[Stored entries]
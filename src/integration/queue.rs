//! FIFO command queue with latency-adaptive throttling.
//!
//! One worker drains the queue in submission order. While the recent average
//! latency stays under the configured floor the next job starts at once;
//! otherwise the worker pauses `throttle_delay_ms` between jobs.

use parking_lot::Mutex;
use serde::Serialize;
use std::collections::VecDeque;
use std::sync::atomic::{AtomicU64, AtomicUsize, Ordering};
use std::sync::Arc;
use std::time::Duration;
use tokio::sync::{mpsc, oneshot};
use tokio::task::JoinHandle;
use tokio::time::Instant;
use tracing::{debug, trace};

use crate::backend::{BackendManager, BatchOutcome};
use crate::config::IntegrationConfig;
use crate::error::MuxError;
use crate::session::CommandExecution;
use crate::textutil::now_unix_millis;

const LATENCY_WINDOW: usize = 20;

pub(crate) struct Job {
    pub session_id: String,
    pub pane_id: Option<String>,
    pub commands: Vec<String>,
    pub reply: oneshot::Sender<Result<Vec<CommandExecution>, MuxError>>,
}

#[derive(Debug, Clone, Default, PartialEq, Serialize)]
pub struct QueueStats {
    pub pending: usize,
    pub processed: u64,
    pub throttled: u64,
    pub recent_avg_latency_ms: f64,
}

#[derive(Default)]
pub(crate) struct QueueShared {
    history: Mutex<VecDeque<CommandExecution>>,
    latencies: Mutex<VecDeque<Duration>>,
    pending: AtomicUsize,
    processed: AtomicU64,
    throttled: AtomicU64,
}

impl QueueShared {
    pub fn history(&self) -> Vec<CommandExecution> {
        self.history.lock().iter().cloned().collect()
    }

    pub fn stats(&self) -> QueueStats {
        QueueStats {
            pending: self.pending.load(Ordering::Acquire),
            processed: self.processed.load(Ordering::Acquire),
            throttled: self.throttled.load(Ordering::Acquire),
            recent_avg_latency_ms: self.recent_average().as_secs_f64() * 1000.0,
        }
    }

    pub fn enqueued(&self) {
        self.pending.fetch_add(1, Ordering::AcqRel);
    }

    fn recent_average(&self) -> Duration {
        let latencies = self.latencies.lock();
        if latencies.is_empty() {
            return Duration::ZERO;
        }
        latencies.iter().sum::<Duration>() / latencies.len() as u32
    }

    fn record_latency(&self, latency: Duration) {
        let mut latencies = self.latencies.lock();
        if latencies.len() == LATENCY_WINDOW {
            latencies.pop_front();
        }
        latencies.push_back(latency);
    }

    fn remember(&self, limit: usize, executions: impl IntoIterator<Item = CommandExecution>) {
        let limit = limit.max(1);
        let mut history = self.history.lock();
        for execution in executions {
            if history.len() == limit {
                history.pop_front();
            }
            history.push_back(execution);
        }
    }
}

pub(crate) fn spawn_worker(
    backends: Arc<BackendManager>,
    config: IntegrationConfig,
    shared: Arc<QueueShared>,
    rx: mpsc::Receiver<Job>,
) -> JoinHandle<()> {
    tokio::spawn(run(backends, config, shared, rx))
}

async fn run(
    backends: Arc<BackendManager>,
    config: IntegrationConfig,
    shared: Arc<QueueShared>,
    mut rx: mpsc::Receiver<Job>,
) {
    let floor = Duration::from_millis(config.latency_floor_ms);
    let throttle = Duration::from_millis(config.throttle_delay_ms);
    while let Some(job) = rx.recv().await {
        shared.pending.fetch_sub(1, Ordering::AcqRel);
        let started = Instant::now();
        let outcome = process(&backends, &job).await;
        let elapsed = started.elapsed();
        shared.record_latency(elapsed / job.commands.len().max(1) as u32);
        shared.processed.fetch_add(1, Ordering::AcqRel);

        let mut recorded = outcome.executions.clone();
        if let Some(e) = &outcome.error {
            recorded.push(failed_execution(&job, recorded.len(), e));
        }
        shared.remember(config.history_limit, recorded);
        if job.reply.send(outcome.into_result()).is_err() {
            trace!(session = %job.session_id, "submitter went away before reply");
        }

        if !throttle.is_zero() && shared.recent_average() >= floor {
            shared.throttled.fetch_add(1, Ordering::AcqRel);
            tokio::time::sleep(throttle).await;
        }
    }
    debug!("command queue drained");
}

async fn process(backends: &BackendManager, job: &Job) -> BatchOutcome {
    match job.commands.as_slice() {
        [command] => match backends
            .execute_command(&job.session_id, command, job.pane_id.as_deref())
            .await
        {
            Ok(execution) => BatchOutcome {
                executions: vec![execution],
                error: None,
            },
            Err(e) => BatchOutcome::failed(e),
        },
        commands => backends.execute_batch(&job.session_id, commands).await,
    }
}

/// History entry for the command at `index`, the one that stopped the job.
fn failed_execution(job: &Job, index: usize, error: &MuxError) -> CommandExecution {
    CommandExecution {
        session_id: job.session_id.clone(),
        window_id: None,
        pane_id: job.pane_id.clone(),
        command: job.commands.get(index).cloned().unwrap_or_default(),
        submitted_at_ms: now_unix_millis(),
        execution_time: Duration::ZERO,
        output: None,
        error: Some(error.to_string()),
    }
}
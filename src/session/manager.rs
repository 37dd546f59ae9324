//! Session orchestration over the secure executor and the performance layer.
//!
//! Every operation is rendered into a [`MuxOperation`] and delivered by one
//! [`ExecutionStrategy`]: `Direct` spawns the binary per invocation, `Batched`
//! hands the invocations to the command batcher over pooled control-mode
//! connections. Both go through the same executor admission and audit, so
//! callers observe identical results and errors in every performance mode.
//!
//! Local state (registry, history, cache) is only touched after the
//! multiplexer call succeeded.

use parking_lot::Mutex;
use std::collections::{HashMap, VecDeque};
use std::sync::atomic::{AtomicBool, AtomicU64, Ordering};
use std::sync::{Arc, Weak};
use std::time::Duration;
use tokio::sync::mpsc;
use tokio::task::JoinHandle;
use tokio::time::Instant;
use tokio_util::sync::CancellationToken;
use tracing::{debug, info, warn};

use crate::config::{Config, ManagerConfig, PerformanceMode, TmuxConfig};
use crate::error::{ErrorKind, MuxError};
use crate::performance::{
    BatcherEvent, BatcherMetrics, CacheStats, CommandBatcher, ConnectionPool, PoolMetrics,
    SessionCache,
};
use crate::security::{
    AuditEntry, AuditEventType, AuditLogger, CommandOutput, ExecutorStats, RequestContext,
    SecureCommandExecutor,
};
use crate::textutil::{now_unix_millis, tail_lines};
use crate::tmux::{
    is_no_server_error, parse_tree, sanitize_name_fragment, session_pane_target,
    ControlConnector, MuxOperation, TmuxControlConnector,
};
use crate::transport::{MuxTransport, ProcessTransport};

use super::capture::{spawn_capture, CaptureHandle};
use super::metrics::{PerformanceMetrics, PerformanceTracker};
use super::registry::{build_sessions, SessionRegistry};
use super::{CaptureChunk, CommandExecution, Session, SessionEvent};

const COMPONENT: &str = "session-manager";
const CREATE_ATTEMPTS: usize = 3;

/// How rendered invocations reach the multiplexer.
#[derive(Debug, Clone, Copy, PartialEq, Eq)]
pub enum ExecutionStrategy {
    /// One spawned process per invocation.
    Direct,
    /// Batched over pooled control-mode connections.
    Batched,
}

impl ExecutionStrategy {
    pub fn for_mode(mode: PerformanceMode) -> Self {
        if mode.uses_batching() {
            Self::Batched
        } else {
            Self::Direct
        }
    }
}

/// Collaborators injected into a [`SessionManager`].
pub struct ManagerDeps {
    pub transport: Arc<dyn MuxTransport>,
    pub connector: Arc<dyn ControlConnector>,
    pub audit: Arc<AuditLogger>,
    pub events: Option<mpsc::UnboundedSender<SessionEvent>>,
    pub batcher_events: Option<mpsc::UnboundedSender<BatcherEvent>>,
}

impl ManagerDeps {
    pub fn new(
        transport: Arc<dyn MuxTransport>,
        connector: Arc<dyn ControlConnector>,
        audit: Arc<AuditLogger>,
    ) -> Self {
        Self {
            transport,
            connector,
            audit,
            events: None,
            batcher_events: None,
        }
    }

    /// Real tmux process transport and control connector, plus the audit
    /// logger described by `config.security`.
    pub async fn from_config(config: &Config) -> Result<Self, MuxError> {
        let tmux = &config.tmux;
        let audit = match &config.security.audit_log_path {
            Some(path) => AuditLogger::with_file(config.security.audit_max_events, path).await?,
            None => AuditLogger::new(config.security.audit_max_events),
        };
        let connector = TmuxControlConnector::new(
            tmux.binary.clone(),
            tmux.socket_path.clone(),
            tmux.control_session.clone(),
            tmux.command_timeout(),
        );
        Ok(Self::new(
            Arc::new(ProcessTransport::new()),
            Arc::new(connector),
            Arc::new(audit),
        ))
    }

    pub fn with_events(mut self, events: mpsc::UnboundedSender<SessionEvent>) -> Self {
        self.events = Some(events);
        self
    }

    pub fn with_batcher_events(mut self, events: mpsc::UnboundedSender<BatcherEvent>) -> Self {
        self.batcher_events = Some(events);
        self
    }
}

pub struct SessionManager {
    tmux: TmuxConfig,
    settings: ManagerConfig,
    strategy: ExecutionStrategy,
    executor: Arc<SecureCommandExecutor>,
    audit: Arc<AuditLogger>,
    pool: Option<ConnectionPool>,
    batcher: Option<CommandBatcher>,
    cache: Option<SessionCache>,
    registry: Mutex<SessionRegistry>,
    /// Bumped under the registry lock by every create and removal.
    generation: AtomicU64,
    history: Mutex<VecDeque<CommandExecution>>,
    tracker: Mutex<PerformanceTracker>,
    captures: Arc<Mutex<HashMap<String, CaptureHandle>>>,
    next_session: AtomicU64,
    next_capture: AtomicU64,
    events: Option<mpsc::UnboundedSender<SessionEvent>>,
    cancel: CancellationToken,
    tasks: Mutex<Vec<JoinHandle<()>>>,
    closed: AtomicBool,
}
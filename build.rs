//! Stamps the commit muxctl was built from into `muxctl --version`.

use std::path::Path;
use std::process::Command;

fn main() {
    if Path::new(".git/HEAD").exists() {
        println!("cargo:rerun-if-changed=.git/HEAD");
    }
    println!("cargo:rerun-if-env-changed=MUXCTL_COMMIT");
    let commit = std::env::var("MUXCTL_COMMIT")
        .ok()
        .or_else(head_commit)
        .unwrap_or_else(|| "unknown".to_string());
    println!("cargo:rustc-env=MUXCTL_COMMIT={commit}");
}

fn head_commit() -> Option<String> {
    let output = Command::new("git")
        .args(["rev-parse", "--short=12", "HEAD"])
        .output()
        .ok()?;
    let text = String::from_utf8(output.stdout).ok()?;
    let text = text.trim();
    (output.status.success() && !text.is_empty()).then(|| text.to_string())
}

> **PROBLEM DESCRIPTION**:
Restate the data word for word. Begin at its first line, end at the line that contains "starts at once;", and include both.

> **EXERCISE SOLUTION**:
filename src/integration/queue.rs
//! FIFO command queue with latency-adaptive throttling.
//!
//! One worker drains the queue in submission order. While the recent average
//! latency stays under the configured floor the next job starts at once;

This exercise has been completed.